CORTE DI CASSAZIONE – Ordinanza 05 giugno 2018, n. 14447
Accertamento – Immobili – Rendita catastale – Variazione – Classamento
Rilevato
che la Corte, costituito il contraddittorio camerale sulla relazione prevista dall’art. 380 bis c.p.c. delibera di procedere con motivazione semplificata;
che M. I. L. C. propone ricorso per cassazione nei confronti della sentenza della Commissione tributaria regionale del Lazio che aveva accolto l’appello dell’Agenzia delle Entrate contro la decisione della Commissione tributaria provinciale di Roma.
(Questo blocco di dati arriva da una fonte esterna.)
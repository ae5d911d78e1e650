//! State behind one extractor screen: the sitemap URL being typed and the
//! editable URL buffer.

use log::info;

use crate::buffer::{UrlBuffer, UrlList};
use crate::error::ExtractionError;
use crate::extract::{Extractor, validate_source};

/// A sitemap source paired with the text buffer it fills.
///
/// `load` borrows the session mutably for the whole request, so a second
/// extraction cannot start until the first one has resolved.
#[derive(Debug, Clone, Default)]
pub struct Session {
    source: String,
    buffer: UrlBuffer,
}

impl Session {
    pub fn new() -> Self {
        Self::default()
    }

    pub fn source(&self) -> &str {
        &self.source
    }

    /// Replaces the sitemap URL input wholesale.
    pub fn set_source(&mut self, source: impl Into<String>) {
        self.source = source.into();
    }

    pub fn buffer(&self) -> &UrlBuffer {
        &self.buffer
    }

    /// Applies a user edit to the buffer.
    pub fn edit(&mut self, text: impl Into<String>) {
        self.buffer.set_text(text);
    }

    /// Validates the source, extracts it and, on success, replaces the buffer with
    /// the newline-joined result. On any error the buffer is left untouched.
    ///
    /// # Returns
    ///
    /// The extracted list, so the caller can report its count.
    ///
    /// # Errors
    ///
    /// Returns `ExtractionError::Validation` without calling the extractor when the
    /// source is blank or malformed, and passes through the extractor's
    /// `Fetch` and `EmptyResult` errors.
    pub async fn load<E: Extractor>(
        &mut self,
        extractor: &E,
    ) -> Result<UrlList, ExtractionError> {
        let sitemap_url = validate_source(&self.source)?;
        let list = extractor.extract(&sitemap_url).await?;

        self.buffer = UrlBuffer::from(&list);
        info!("Extracted {} URLs from the sitemap", list.count());
        Ok(list)
    }
}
Quest’ultima, a sua volta, aveva accolto l’impugnazione della contribuente avverso un avviso di accertamento relativo ad una variazione della rendita catastale per due unità immobiliari;
Considerato
che il ricorso è affidato a quattro motivi;
che, col primo, la L. C. invoca violazione e falsa applicazione degli artt. 1 comma 335 I n. 311/2004 e 9 DPR n. 138/1998, in relazione all’art. 360 n. 3 c.p.c.: la sentenza impugnata avrebbe ritenuto sufficiente la motivazione dell’Ufficio, reputando superflue le prove date dalla contribuente con la perizia giurata, in ordine alle qualità intrinseche degli immobili accertati, che avrebbero differenziato gli stessi da quelli posti nella medesima microzona; che, col secondo, la ricorrente assume la violazione dell’art. 112 c.p.c, in relazione all’art.360 n. 4 c.p.c.: la CTR avrebbe omesso di statuire in ordine a quale normativa avesse adottato l’Ufficio nell’atto di accertamento;
che, col terzo, la contribuente denuncia ancora violazione e falsa applicazione dell’art. 112 c.p.c., ai sensi dell’art. 360 n. c.p.c., giacché la decisione impugnata avrebbe omesso di pronunziarsi sulla necessità del contraddittorio preventivo, che l’Ufficio aveva contestato nel suo gravame;
che, da ultimo, la ricorrente rileva la violazione e falsa applicazione dell’art. 132 c.p.c., in relazione all’art. 360 n.4 c.p.c: la sentenza avrebbe respinto le eccezioni preliminari di cui alla comparsa di costituzione, senza motivare il rigetto;
che l’Agenzia si è costituita con controricorso;
che il quarto motivo – da esaminare con priorità – è inammissibile, giacché, per un verso, non precisa nel dettaglio la pregnanza delle eccezioni, ai fini dell’accoglimento del gravame, e, per altro verso, non viene dedotta un’omessa pronunzia;
che il primo motivo è inammissibile, giacché privo di specifiche argomentazioni intellegibili ed esaurienti intese a motivatamente dimostrare in qual modo determinate affermazioni in diritto contenute nella sentenza gravata debbano ritenersi in contrasto con le indicate norme regolatrici della fattispecie o con l’interpretazione delle stesse fornita dalla giurisprudenza ed altresì carente di autosufficienza, non riportando nel ricorso né allegando a parte l’atto di accertamento contestato;
che il secondo motivo è infondato, giacché la CTR ha chiaramente indicato che l’Ufficio aveva provveduto alla rideterminazione del classamento, ai sensi dell’art. 1, comma 335 della legge n. 311 del 2004;
che il terzo motivo è infondato, giacché la sentenza impugnata (pag. 8, ultimo periodo) discute appunto in ordine al rispetto del contraddittorio e del diritto di difesa del contribuente, nel caso di specie;
che al rigetto del ricorso segue la condanna della ricorrente alla rifusione delle spese processuali in favore della controricorrente, nella misura indicata in dispositivo; che, ai sensi dell’art. 13 comma 1 quater del d.P.R. n. 115 dei 2002, inserito dall’art. 1, comma 17 della I. n. 228 del 2012, va dato atto della sussistenza dei presupposti per il versamento, da parte della ricorrente, dell’ulteriore importo a titolo di contributo unificato pari a quello dovuto per il ricorso, a norma del comma 1-bis, dello stesso articolo 13.
P.Q.M.
Rigetta il ricorso.
Condanna la ricorrente al pagamento delle spese del giudizio di legittimità, che liquida, a favore dell’Agenzia delle Entrate, in euro 2.000, oltre spese prenotate a debito.
Ai sensi dell’art. 13 comma 1 quater del d.P.R. n. 115 dei 2002, inserito dall’art. 1, comma 17 della I. n. 228 del 2012, dà atto della sussistenza dei presupposti per il versamento, da parte della ricorrente, dell’ulteriore importo a titolo di contributo unificato pari a quello dovuto per il ricorso, a norma del comma 1-bis, dello stesso articolo 13.